Set down exactly, from the records below, the line with "let mut entries: Vec<(&String, &SymbolId)>" through the line with "data_type: slot, ..", and nothing else.

[Opening Data records section]

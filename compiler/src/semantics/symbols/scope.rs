//! Lexical scopes shared by every file of a compilation.
//!
//! Scopes and symbols live in one arena guarded by a single mutex. Collectors
//! for different files run concurrently against the same tree, so each
//! read-modify-write below (lookup-or-insert, child registration, usage
//! recording) takes the lock exactly once.

use std::collections::HashMap;
use std::sync::{Mutex, MutexGuard, PoisonError};

use crate::semantics::ids::{ScopeId, SymbolId, TypeId};
use crate::semantics::types::DataType;

use super::natives;
use super::symbol::{SourceLocation, Symbol, SymbolKind};

/// Information stored for each scope.
#[derive(Debug)]
pub struct Scope {
    /// Identifier assigned to the scope.
    pub id: ScopeId,
    /// Optional parent scope enabling lookups to walk upwards.
    pub parent: Option<ScopeId>,
    /// Symbol that owns this scope; `None` for the root and for blocks.
    pub owner: Option<SymbolId>,
    /// Child scopes in creation order.
    pub children: Vec<ScopeId>,
    /// Mapping of symbol names to identifiers.
    pub symbols: HashMap<String, SymbolId>,
}

impl Scope {
    fn new(id: ScopeId, parent: Option<ScopeId>) -> Self {
        Self {
            id,
            parent,
            owner: None,
            children: Vec::new(),
            symbols: HashMap::new(),
        }
    }

    /// Lookup a symbol by name within this scope only.
    pub fn lookup(&self, name: &str) -> Option<SymbolId> {
        self.symbols.get(name).copied()
    }
}

/// Backing storage for a `ScopeTree`.
#[derive(Debug, Default)]
pub struct ScopeArena {
    scopes: Vec<Scope>,
    symbols: Vec<Symbol>,
}

impl ScopeArena {
    pub fn scope(&self, id: ScopeId) -> Option<&Scope> {
        self.scopes.get(id.index())
    }

    pub fn symbol(&self, id: SymbolId) -> Option<&Symbol> {
        self.symbols.get(id.index())
    }

    fn symbol_mut(&mut self, id: SymbolId) -> Option<&mut Symbol> {
        self.symbols.get_mut(id.index())
    }

    fn alloc_scope(&mut self, parent: Option<ScopeId>) -> ScopeId {
        let id = ScopeId::from_raw(self.scopes.len() as u32);
        self.scopes.push(Scope::new(id, parent));
        if let Some(parent) = parent.and_then(|parent| self.scopes.get_mut(parent.index())) {
            parent.children.push(id);
        }
        id
    }

    fn alloc_symbol(
        &mut self,
        scope: ScopeId,
        name: &str,
        kind: SymbolKind,
        location: Option<SourceLocation>,
    ) -> SymbolId {
        let id = SymbolId::from_raw(self.symbols.len() as u32);
        if let Some(owned) = kind.scope().and_then(|owned| self.scopes.get_mut(owned.index())) {
            owned.owner = Some(id);
        }
        if let Some(parent) = self.scopes.get_mut(scope.index()) {
            parent.symbols.insert(name.to_string(), id);
        }
        self.symbols.push(Symbol::new(id, name, kind, scope, location));
        id
    }

    fn lookup_local(&self, scope: ScopeId, name: &str) -> Option<SymbolId> {
        self.scope(scope).and_then(|scope| scope.lookup(name))
    }

    fn lookup(&self, scope: ScopeId, name: &str) -> Option<SymbolId> {
        let mut current = Some(scope);
        while let Some(scope_id) = current {
            let scope = self.scope(scope_id)?;
            if let Some(symbol) = scope.lookup(name) {
                return Some(symbol);
            }
            current = scope.parent;
        }
        None
    }
}

/// Outcome of attempting to declare a symbol.
#[derive(Debug, Clone, Copy, PartialEq, Eq)]
pub enum DeclarationResult {
    Ok(SymbolId),
    Duplicate { existing: SymbolId },
}

/// The scope tree of one compilation, rooted at the global scope.
#[derive(Debug)]
pub struct ScopeTree {
    arena: Mutex<ScopeArena>,
    root: ScopeId,
}

impl Default for ScopeTree {
    fn default() -> Self {
        Self::new()
    }
}

impl ScopeTree {
    /// Create a tree holding only an empty global scope.
    pub fn new() -> Self {
        let mut arena = ScopeArena::default();
        let root = arena.alloc_scope(None);
        Self {
            arena: Mutex::new(arena),
            root,
        }
    }

    /// Create a tree whose global scope holds the native types.
    pub fn with_natives() -> Self {
        let tree = Self::new();
        natives::register_natives(&tree);
        tree
    }

    pub fn root(&self) -> ScopeId {
        self.root
    }

    /// Lock the arena for a multi-step read. A poisoned lock is taken over
    /// as is.
    pub fn lock(&self) -> MutexGuard<'_, ScopeArena> {
        self.arena.lock().unwrap_or_else(PoisonError::into_inner)
    }

    /// Allocate an anonymous child scope of `parent`.
    pub fn create_scope(&self, parent: ScopeId) -> ScopeId {
        self.lock().alloc_scope(Some(parent))
    }

    /// Open the module `name` inside `parent`, creating it on first use.
    ///
    /// Returns the module symbol and its scope; a reopened module gains one
    /// more declaration location. When `name` is taken by a symbol that is
    /// not a module, that symbol is returned as the error.
    pub fn open_module(
        &self,
        parent: ScopeId,
        name: &str,
        location: SourceLocation,
    ) -> Result<(SymbolId, ScopeId), SymbolId> {
        let mut arena = self.lock();

        if let Some(existing) = arena.lookup_local(parent, name) {
            let symbol = arena.symbol_mut(existing).ok_or(existing)?;
            return match symbol.kind {
                SymbolKind::Module { scope } => {
                    symbol.declarations.push(location);
                    tracing::debug!(module = name, ?scope, "reopened module");
                    Ok((existing, scope))
                }
                _ => Err(existing),
            };
        }

        let scope = arena.alloc_scope(Some(parent));
        let symbol = arena.alloc_symbol(parent, name, SymbolKind::Module { scope }, Some(location));
        tracing::debug!(module = name, ?scope, "opened module");
        Ok((symbol, scope))
    }

    /// Declare `name` in `scope` unless the scope already holds it.
    pub fn declare(
        &self,
        scope: ScopeId,
        name: &str,
        kind: SymbolKind,
        location: Option<SourceLocation>,
    ) -> DeclarationResult {
        let mut arena = self.lock();

        if let Some(existing) = arena.lookup_local(scope, name) {
            return DeclarationResult::Duplicate { existing };
        }

        let kind_name = kind.as_str();
        let symbol = arena.alloc_symbol(scope, name, kind, location);
        tracing::debug!(name, kind = kind_name, ?scope, "declared symbol");
        DeclarationResult::Ok(symbol)
    }

    /// Declare a type symbol with a fresh scope and type id.
    pub fn declare_type(
        &self,
        scope: ScopeId,
        name: &str,
        location: Option<SourceLocation>,
    ) -> DeclarationResult {
        let mut arena = self.lock();

        if let Some(existing) = arena.lookup_local(scope, name) {
            return DeclarationResult::Duplicate { existing };
        }

        let type_scope = arena.alloc_scope(Some(scope));
        let kind = SymbolKind::Type {
            scope: type_scope,
            type_id: TypeId::next(),
        };
        DeclarationResult::Ok(arena.alloc_symbol(scope, name, kind, location))
    }

    /// Find `name` in `scope` or the nearest ancestor declaring it.
    pub fn lookup(&self, scope: ScopeId, name: &str) -> Option<SymbolId> {
        self.lock().lookup(scope, name)
    }

    /// Find `name` in `scope` only.
    pub fn lookup_local(&self, scope: ScopeId, name: &str) -> Option<SymbolId> {
        self.lock().lookup_local(scope, name)
    }

    /// Follow a dotted path from the global scope, one owned scope per
    /// segment.
    pub fn resolve_path<S: AsRef<str>>(&self, path: &[S]) -> Option<SymbolId> {
        let arena = self.lock();
        let mut scope = Some(self.root);
        let mut found = None;

        for segment in path {
            let symbol = arena.lookup_local(scope?, segment.as_ref())?;
            scope = arena.symbol(symbol).and_then(Symbol::owned_scope);
            found = Some(symbol);
        }

        found
    }

    /// Snapshot of a symbol.
    pub fn symbol(&self, id: SymbolId) -> Option<Symbol> {
        self.lock().symbol(id).cloned()
    }

    pub fn parent(&self, scope: ScopeId) -> Option<ScopeId> {
        self.lock().scope(scope).and_then(|scope| scope.parent)
    }

    pub fn children(&self, scope: ScopeId) -> Vec<ScopeId> {
        self.lock()
            .scope(scope)
            .map(|scope| scope.children.clone())
            .unwrap_or_default()
    }

    /// Symbols declared directly in `scope`, ordered by name.
    pub fn symbols_in(&self, scope: ScopeId) -> Vec<SymbolId> {
        let arena = self.lock();
        let Some(scope) = arena.scope(scope) else {
            return Vec::new();
        };

        let mut entries: Vec<(&String, &SymbolId)> = scope.symbols.iter().collect();
        entries.sort();
        entries.into_iter().map(|(_, id)| *id).collect()
    }

    pub fn record_usage(&self, id: SymbolId, location: SourceLocation) {
        if let Some(symbol) = self.lock().symbol_mut(id) {
            symbol.usages.push(location);
        }
    }

    /// Attach the resolved type to a parameter symbol. Returns false when
    /// `id` is not a parameter.
    pub fn set_parameter_type(&self, id: SymbolId, data_type: DataType) -> bool {
        let mut arena = self.lock();
        match arena.symbol_mut(id).map(|symbol| &mut symbol.kind) {
            Some(SymbolKind::Parameter { data_type: slot, .. }) => {
                *slot = Some(data_type);
                true
            }
            _ => false,
        }
    }

    /// Attach the resolved return type to an entry symbol. Returns false when
    /// `id` is not an entry point.
    pub fn set_return_type(&self, id: SymbolId, data_type: DataType) -> bool {
        let mut arena = self.lock();
        match arena.symbol_mut(id).map(|symbol| &mut symbol.kind) {
            Some(SymbolKind::Entry {
                return_type: slot, ..
            }) => {
                *slot = Some(data_type);
                true
            }
            _ => false,
        }
    }

    pub fn scope_count(&self) -> usize {
        self.lock().scopes.len()
    }

    pub fn symbol_count(&self) -> usize {
        self.lock().symbols.len()
    }
}

/// Stack helper used while traversing nested scopes.
#[derive(Debug, Default)]
pub struct ScopeIdStack {
    stack: Vec<ScopeId>,
}

impl ScopeIdStack {
    pub fn new() -> Self {
        Self { stack: Vec::new() }
    }

    pub fn push(&mut self, scope: ScopeId) {
        self.stack.push(scope);
    }

    pub fn pop(&mut self) -> Option<ScopeId> {
        self.stack.pop()
    }

    pub fn current(&self) -> Option<ScopeId> {
        self.stack.last().copied()
    }

    pub fn len(&self) -> usize {
        self.stack.len()
    }

    pub fn is_empty(&self) -> bool {
        self.stack.is_empty()
    }

    /// Pop back down to `depth` entries.
    pub fn truncate(&mut self, depth: usize) {
        self.stack.truncate(depth);
    }
}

[Closing Data records section]

Your solution
        let mut entries: Vec<(&String, &SymbolId)> = scope.symbols.iter().collect();
        entries.sort();
        entries.into_iter().map(|(_, id)| *id).collect()
    }

    pub fn record_usage(&self, id: SymbolId, location: SourceLocation) {
        if let Some(symbol) = self.lock().symbol_mut(id) {
            symbol.usages.push(location);
        }
    }

    /// Attach the resolved type to a parameter symbol. Returns false when
    /// `id` is not a parameter.
    pub fn set_parameter_type(&self, id: SymbolId, data_type: DataType) -> bool {
        let mut arena = self.lock();
        match arena.symbol_mut(id).map(|symbol| &mut symbol.kind) {
            Some(SymbolKind::Parameter { data_type: slot, .. }) => {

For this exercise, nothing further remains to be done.